Dziś ogłoszono nowego prezesa zarządu giełdowej spółki All in! Games – postawiono na Marcina Kawę, czyli człowieka, który związany jest z firmą od 2020 roku. Czego możemy się spodziewać w najbliższym czasie?
Co się wydarzy?
Zmiany zawsze sugerują, że w najbliższej przyszłości sporo będzie się działo. Trudno powiedzieć, czy tak też będzie w tym przypadku, ale już mamy istotną zapowiedź. Dla niezorientowanych – możemy usłyszeć o skoncentrowaniu się na grach z większym budżetem.
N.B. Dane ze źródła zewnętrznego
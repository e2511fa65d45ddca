use ratatui::{
    layout::{Constraint, Direction, Layout, Rect},
    style::{Color, Modifier, Style},
    text::{Line, Span},
    widgets::{Block, Borders, Paragraph, Tabs},
    Frame,
};

use super::widgets::{dashboard, topic_detail, topics};
use super::{App, View};

pub fn draw(f: &mut Frame, app: &App) {
    let chunks = Layout::default()
        .direction(Direction::Vertical)
        .constraints([
            Constraint::Length(3), // Tab bar
            Constraint::Min(0),    // Content
            Constraint::Length(1), // Help bar
        ])
        .split(f.area());

    draw_tabs(f, app, chunks[0]);
    draw_content(f, app, chunks[1]);
    draw_help_bar(f, app, chunks[2]);
}

fn draw_tabs(f: &mut Frame, app: &App, area: Rect) {
    let tab_titles = vec!["Dashboard", "Topics"];
    let selected = match app.view {
        View::Dashboard => 0,
        View::Topics | View::TopicDetail => 1,
    };

    let tabs = Tabs::new(tab_titles)
        .block(Block::default().borders(Borders::ALL).title(" studylog "))
        .select(selected)
        .style(Style::default().fg(Color::White))
        .highlight_style(
            Style::default()
                .fg(Color::Yellow)
                .add_modifier(Modifier::BOLD),
        );

    f.render_widget(tabs, area);
}

fn draw_content(f: &mut Frame, app: &App, area: Rect) {
    match app.view {
        View::Dashboard => dashboard::draw(f, app, area),
        View::Topics => topics::draw(f, app, area),
        View::TopicDetail => topic_detail::draw(f, app, area),
    }
}

fn key(k: &str) -> Span<'_> {
    Span::styled(k, Style::default().fg(Color::Cyan))
}

fn draw_help_bar(f: &mut Frame, app: &App, area: Rect) {
    let help_text = if app.filter_mode {
        vec![
            Span::styled("status: ", Style::default().fg(Color::Yellow)),
            Span::raw(&app.filter_input),
            Span::styled("█", Style::default().fg(Color::Yellow)),
            Span::raw(" | "),
            key("<CR>"),
            Span::raw(" Apply  "),
            key("<Esc>"),
            Span::raw(" Cancel"),
        ]
    } else if let Some(message) = &app.message {
        vec![Span::styled(
            message.as_str(),
            Style::default().fg(Color::Green),
        )]
    } else {
        let mut spans = vec![key("h/l"), Span::raw(" Views  ")];

        match app.view {
            View::Dashboard => {
                if !app.due_topics.is_empty() {
                    spans.extend(vec![key("<CR>"), Span::raw(" Review next due  ")]);
                }
                spans.extend(vec![key("^r"), Span::raw(" Refresh  ")]);
            }
            View::Topics => {
                spans.extend(vec![
                    key("j/k"),
                    Span::raw(" Nav  "),
                    key("g/G"),
                    Span::raw(" Top/Bot  "),
                    key("l/<CR>"),
                    Span::raw(" Open  "),
                    key("/"),
                    Span::raw(" Filter  "),
                ]);
                if app.filter_status.is_some() {
                    spans.extend(vec![key("<Esc>"), Span::raw(" Clear  ")]);
                }
            }
            View::TopicDetail => {
                spans.extend(vec![
                    key("1-5"),
                    Span::raw(" Review  "),
                    key("s"),
                    Span::raw(" Status  "),
                    key("t"),
                    Span::raw(" +25m  "),
                    key("h/<Esc>"),
                    Span::raw(" Back  "),
                ]);
            }
        }

        spans.extend(vec![key("q"), Span::raw(" Quit")]);
        spans
    };

    let help = Paragraph::new(Line::from(help_text)).style(Style::default().bg(Color::DarkGray));

    f.render_widget(help, area);
}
Warto też wrócić do tego, co miało miejsce w ubiegłym roku – w 2021 roku udało się sprzedać ponad milion egzemplarzy. Dobrze także wiedzieć, że wynik ten przełożył się na drugą pozycję wśród polskich wydawców (oceny w serwisie Metacritic). Wracając już do teraźniejszości, pierwszym planowanym projektem jest „Project Raise”. Wypada również podkreślić, że największe znaczenie dla firmy mają gry komputerowe. Można powiedzieć, że jest to filar działalności. Wiemy też, że będziemy mogli rozmawiać o projektach, w które wierzy cały zespół. Brak wiary ze strony całego zespołu ma skutkować rezygnacją z projektu.
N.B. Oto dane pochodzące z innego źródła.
mod ui;
mod widgets;

use std::io;
use std::time::Duration;

use chrono::Utc;
use crossterm::{
    event::{self, DisableMouseCapture, EnableMouseCapture, Event, KeyCode, KeyModifiers},
    execute,
    terminal::{disable_raw_mode, enable_raw_mode, EnterAlternateScreen, LeaveAlternateScreen},
};
use ratatui::{backend::CrosstermBackend, Terminal};

use crate::db::Database;
use crate::error::Result;
use crate::models::{Topic, TopicStatus};
use crate::scheduler;
use crate::stats::{self, DayActivity, GoalProgress, Stats};

// One pomodoro
const STUDY_BLOCK_SECS: u64 = 25 * 60;
const ACTIVITY_DAYS: u32 = 7;

#[derive(Debug, Clone, Copy, PartialEq, Eq)]
pub enum View {
    Dashboard,
    Topics,
    TopicDetail,
}

impl View {
    fn next(&self) -> Self {
        match self {
            View::Dashboard => View::Topics,
            View::Topics => View::Dashboard,
            View::TopicDetail => View::Topics,
        }
    }

    fn prev(&self) -> Self {
        match self {
            View::Dashboard => View::Topics,
            View::Topics => View::Dashboard,
            View::TopicDetail => View::Topics,
        }
    }
}

pub struct StatefulList<T> {
    pub items: Vec<T>,
    pub selected: Option<usize>,
}

impl<T> StatefulList<T> {
    fn with_items(items: Vec<T>) -> Self {
        let selected = if items.is_empty() { None } else { Some(0) };
        Self { items, selected }
    }

    fn next(&mut self) {
        if self.items.is_empty() {
            return;
        }
        let i = match self.selected {
            Some(i) if i + 1 < self.items.len() => i + 1,
            _ => 0,
        };
        self.selected = Some(i);
    }

    fn previous(&mut self) {
        if self.items.is_empty() {
            return;
        }
        let i = match self.selected {
            Some(0) | None => self.items.len() - 1,
            Some(i) => i - 1,
        };
        self.selected = Some(i);
    }

    fn selected_item(&self) -> Option<&T> {
        self.selected.and_then(|i| self.items.get(i))
    }

    // Keep the cursor in place across reloads where possible
    fn replace_items(&mut self, items: Vec<T>) {
        self.selected = match (self.selected, items.len()) {
            (_, 0) => None,
            (Some(i), len) => Some(i.min(len - 1)),
            (None, _) => Some(0),
        };
        self.items = items;
    }
}

pub struct App {
    db: Database,
    pub view: View,
    pub topics: StatefulList<Topic>,
    pub selected_topic: Option<Topic>,
    pub stats: Stats,
    pub due_topics: Vec<Topic>,
    pub activity: Vec<DayActivity>,
    pub goal: GoalProgress,
    pub filter_status: Option<TopicStatus>,
    pub filter_input: String,
    pub filter_mode: bool,
    pub message: Option<String>,
    pub should_quit: bool,
}

impl App {
    pub fn new(db: Database) -> Result<Self> {
        let mut app = Self {
            db,
            view: View::Dashboard,
            topics: StatefulList::with_items(Vec::new()),
            selected_topic: None,
            stats: Stats::default(),
            due_topics: Vec::new(),
            activity: Vec::new(),
            goal: GoalProgress::default(),
            filter_status: None,
            filter_input: String::new(),
            filter_mode: false,
            message: None,
            should_quit: false,
        };
        app.refresh_data()?;
        Ok(app)
    }

    /// Reload everything from the database. The due list is a snapshot at
    /// the time of the call.
    pub fn refresh_data(&mut self) -> Result<()> {
        let now = Utc::now();
        let all = self.db.list_topics(None)?;

        self.stats = stats::summarize(&all, now);
        self.activity = stats::daily_activity(&all, now.date_naive(), ACTIVITY_DAYS);
        self.goal = self.db.goal_progress(now)?;
        self.due_topics = scheduler::select_due_topics(&all, now)
            .into_iter()
            .cloned()
            .collect();

        let listed = match self.filter_status {
            Some(status) => all.into_iter().filter(|t| t.status == status).collect(),
            None => all,
        };
        self.topics.replace_items(listed);

        if let Some(selected) = &self.selected_topic {
            self.selected_topic = self.db.get_topic(&selected.id)?;
        }
        Ok(())
    }

    fn apply_filter(&mut self) -> Result<()> {
        if self.filter_input.trim().is_empty() {
            self.filter_status = None;
        } else if let Some(status) = TopicStatus::from_str(&self.filter_input) {
            self.filter_status = Some(status);
        } else {
            self.message = Some(format!("Unknown status '{}'", self.filter_input));
            return Ok(());
        }
        self.topics = StatefulList::with_items(Vec::new());
        self.refresh_data()
    }

    fn select_topic(&mut self) {
        if let Some(topic) = self.topics.selected_item() {
            self.selected_topic = Some(topic.clone());
            self.view = View::TopicDetail;
        }
    }

    // Jump from the dashboard straight to the most urgent due topic
    fn open_next_due(&mut self) {
        if let Some(topic) = self.due_topics.first() {
            self.selected_topic = Some(topic.clone());
            self.view = View::TopicDetail;
        }
    }

    fn review_selected(&mut self, confidence: i64) -> Result<()> {
        let Some(topic) = &self.selected_topic else {
            return Ok(());
        };
        let reviewed = self.db.record_review(&topic.id, confidence, Utc::now())?;
        self.message = reviewed.next_review_date.map(|next| {
            format!(
                "Reviewed '{}' ({}), next {}",
                reviewed.title,
                confidence,
                next.format("%b %d")
            )
        });
        self.selected_topic = Some(reviewed);
        self.refresh_data()
    }

    fn cycle_selected_status(&mut self) -> Result<()> {
        let Some(topic) = &self.selected_topic else {
            return Ok(());
        };
        let updated = self
            .db
            .update_status(&topic.id, topic.status.cycle(), Utc::now())?;
        self.message = Some(format!("Status: {}", updated.status.label()));
        self.selected_topic = Some(updated);
        self.refresh_data()
    }

    fn log_study_block(&mut self) -> Result<()> {
        let Some(topic) = &self.selected_topic else {
            return Ok(());
        };
        let updated = self
            .db
            .add_time(&topic.id, STUDY_BLOCK_SECS, Utc::now())?;
        self.message = Some(format!(
            "Logged 25m, total {}",
            stats::format_duration(updated.time_spent)
        ));
        self.selected_topic = Some(updated);
        self.refresh_data()
    }

    fn handle_key(&mut self, key: KeyCode, modifiers: KeyModifiers) -> Result<()> {
        if self.filter_mode {
            match key {
                KeyCode::Esc => {
                    self.filter_mode = false;
                    self.filter_input.clear();
                }
                KeyCode::Enter => {
                    self.filter_mode = false;
                    self.apply_filter()?;
                }
                KeyCode::Backspace => {
                    self.filter_input.pop();
                }
                KeyCode::Char(c) => {
                    self.filter_input.push(c);
                }
                _ => {}
            }
            return Ok(());
        }

        self.message = None;

        match key {
            KeyCode::Char('q') => self.should_quit = true,

            KeyCode::Char('r') if modifiers.contains(KeyModifiers::CONTROL) => {
                self.refresh_data()?;
            }

            // Review with confidence 1-5 from the detail view
            KeyCode::Char(c @ '1'..='5') if self.view == View::TopicDetail => {
                let confidence = c.to_digit(10).map(i64::from).unwrap_or_default();
                self.review_selected(confidence)?;
            }
            KeyCode::Char('s') if self.view == View::TopicDetail => {
                self.cycle_selected_status()?;
            }
            KeyCode::Char('t') if self.view == View::TopicDetail => {
                self.log_study_block()?;
            }

            KeyCode::Char('/') if self.view == View::Topics => {
                self.filter_mode = true;
                self.filter_input.clear();
            }

            KeyCode::Esc => match self.view {
                View::TopicDetail => {
                    self.view = View::Topics;
                    self.selected_topic = None;
                }
                View::Topics if self.filter_status.is_some() => {
                    self.filter_status = None;
                    self.filter_input.clear();
                    self.refresh_data()?;
                }
                View::Topics | View::Dashboard => {}
            },

            KeyCode::Char('h') | KeyCode::Left => match self.view {
                View::TopicDetail => {
                    self.view = View::Topics;
                    self.selected_topic = None;
                }
                _ => self.view = self.view.prev(),
            },
            KeyCode::Char('l') | KeyCode::Right => match self.view {
                View::Topics => self.select_topic(),
                _ => self.view = self.view.next(),
            },

            KeyCode::Tab => {
                if modifiers.contains(KeyModifiers::SHIFT) {
                    self.view = self.view.prev();
                } else {
                    self.view = self.view.next();
                }
            }
            KeyCode::BackTab => {
                self.view = self.view.prev();
            }

            KeyCode::Char('j') | KeyCode::Down if self.view == View::Topics => self.topics.next(),
            KeyCode::Char('k') | KeyCode::Up if self.view == View::Topics => {
                self.topics.previous()
            }

            KeyCode::Char('g') if self.view == View::Topics && !self.topics.items.is_empty() => {
                self.topics.selected = Some(0);
            }
            KeyCode::Char('G') if self.view == View::Topics && !self.topics.items.is_empty() => {
                self.topics.selected = Some(self.topics.items.len() - 1);
            }

            KeyCode::Enter if self.view == View::Topics => self.select_topic(),
            KeyCode::Enter if self.view == View::Dashboard => self.open_next_due(),

            _ => {}
        }
        Ok(())
    }
}

pub fn run(db: Database) -> Result<()> {
    enable_raw_mode()?;
    let mut stdout = io::stdout();
    execute!(stdout, EnterAlternateScreen, EnableMouseCapture)?;
    let backend = CrosstermBackend::new(stdout);
    let mut terminal = Terminal::new(backend)?;

    let result = App::new(db).and_then(|mut app| run_app(&mut terminal, &mut app));

    // Restore terminal
    disable_raw_mode()?;
    execute!(
        terminal.backend_mut(),
        LeaveAlternateScreen,
        DisableMouseCapture
    )?;
    terminal.show_cursor()?;

    result
}

fn run_app(
    terminal: &mut Terminal<CrosstermBackend<io::Stdout>>,
    app: &mut App,
) -> Result<()> {
    loop {
        terminal.draw(|f| ui::draw(f, app))?;

        if event::poll(Duration::from_millis(100))? {
            if let Event::Key(key) = event::read()? {
                app.handle_key(key.code, key.modifiers)?;
            }
        }

        if app.should_quit {
            return Ok(());
        }
    }
}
Dobrze jeszcze na koniec dokładniej odnieść się do osoby prezesa – Marcin Kawa jest w firmie stosunkowo niedługo, ale to osoba z ogromnym doświadczeniem. Wystarczy wziąć pod uwagę, że możemy mówić o człowieku z 20-letnim doświadczeniem w branży gier wideo. Z drugiej strony mogliśmy usłyszeć, że objęcie funkcji prezesa to ogromne wyzwanie. Co więcej, trudno opowiadać w tym momencie o fałszywej skromności – All in! Games to przedsięwzięcie, o którym można powiedzieć wiele dobrego.